In Jan 09 I discovered I was pregnant, and I was scared but so excited. I never would have expected to be on of those people to lose their baby, but I did. 1 week before my dating scan, I started to bleed, within 24 hours, I passed the baby, I was the only one to see my baby, and it was so disturbing, that poor little thing no more.

I had been trying ever since, and discovered I was pregnant again in Aug 10, I was scared but soo excited, all the docs told me it probably wouldn't end in miscarriage again.

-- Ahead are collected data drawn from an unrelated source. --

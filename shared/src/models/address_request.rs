//! Address-change request model and field diffing
//!
//! After approval, a member may request a change to one of their addresses.
//! The request stores the old and new address as paired JSON blobs; the
//! admin view shows a field-by-field diff of the two.

use serde::{Deserialize, Serialize};

use super::application::AddressPayload;

/// A single changed field between the old and the new address
#[derive(Debug, Clone, PartialEq, Eq, Serialize, Deserialize)]
pub struct FieldChange {
    pub field: String,
    pub old: Option<String>,
    pub new: Option<String>,
}

/// Compare the old and new address field by field, returning only the
/// fields whose values differ.
pub fn diff_addresses(old: &AddressPayload, new: &AddressPayload) -> Vec<FieldChange> {
    let mut changes = Vec::new();

    let mut push = |field: &str, old_val: Option<&str>, new_val: Option<&str>| {
        if old_val != new_val {
            changes.push(FieldChange {
                field: field.to_string(),
                old: old_val.map(|s| s.to_string()),
                new: new_val.map(|s| s.to_string()),
            });
        }
    };

    push(
        "address_type",
        Some(old.address_type.as_str()),
        Some(new.address_type.as_str()),
    );
    push("address_line", Some(&old.address_line), Some(&new.address_line));
    push("subdistrict", Some(&old.subdistrict), Some(&new.subdistrict));
    push("district", Some(&old.district), Some(&new.district));
    push("province", Some(&old.province), Some(&new.province));
    push("postal_code", Some(&old.postal_code), Some(&new.postal_code));
    push("phone", old.phone.as_deref(), new.phone.as_deref());
    push("fax", old.fax.as_deref(), new.fax.as_deref());
    push("email", old.email.as_deref(), new.email.as_deref());

    changes
}

#[cfg(test)]
mod tests {
    use super::*;
    use crate::models::application::AddressType;

    fn base_address() -> AddressPayload {
        AddressPayload {
            address_type: AddressType::HeadOffice,
            address_line: "123/45 ถนนพระราม 4".to_string(),
            subdistrict: "คลองเตย".to_string(),
            district: "คลองเตย".to_string(),
            province: "กรุงเทพมหานคร".to_string(),
            postal_code: "10110".to_string(),
            phone: Some("021234567".to_string()),
            fax: None,
            email: None,
        }
    }

    #[test]
    fn test_identical_addresses_produce_no_changes() {
        let a = base_address();
        assert!(diff_addresses(&a, &a).is_empty());
    }

    #[test]
    fn test_diff_reports_only_changed_fields() {
        let old = base_address();
        let mut new = base_address();
        new.province = "นนทบุรี".to_string();
        new.postal_code = "11000".to_string();

        let changes = diff_addresses(&old, &new);
        assert_eq!(changes.len(), 2);
        assert_eq!(changes[0].field, "province");
        assert_eq!(changes[0].old.as_deref(), Some("กรุงเทพมหานคร"));
        assert_eq!(changes[0].new.as_deref(), Some("นนทบุรี"));
        assert_eq!(changes[1].field, "postal_code");
    }

    #[test]
    fn test_diff_handles_optional_fields() {
        let old = base_address();
        let mut new = base_address();
        new.phone = None;
        new.fax = Some("021234568".to_string());

        let changes = diff_addresses(&old, &new);
        assert_eq!(changes.len(), 2);
        assert_eq!(changes[0].field, "phone");
        assert_eq!(changes[0].new, None);
        assert_eq!(changes[1].field, "fax");
        assert_eq!(changes[1].old, None);
    }
}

Low and behold I got to 11 weeks 1 day, and my worst fear dark brown clots, then nothing for a day, then I started to bleed, I went to the hospital and they confirmed the baby had died 2 weeks earlier at 9 weeks. What I do not understand is I had a scan at 6 weeks 5 days they found a heart beat, again at 8 weeks 5 days everything seemed fine, the thought that 2 day or so later my baby died, and I had been walking round with a dead baby for 2 weeks. I ended up having a bad bleed, and was rushed in to hospital where they used forceps to remove the baby - they have said they will run tests on the foetus.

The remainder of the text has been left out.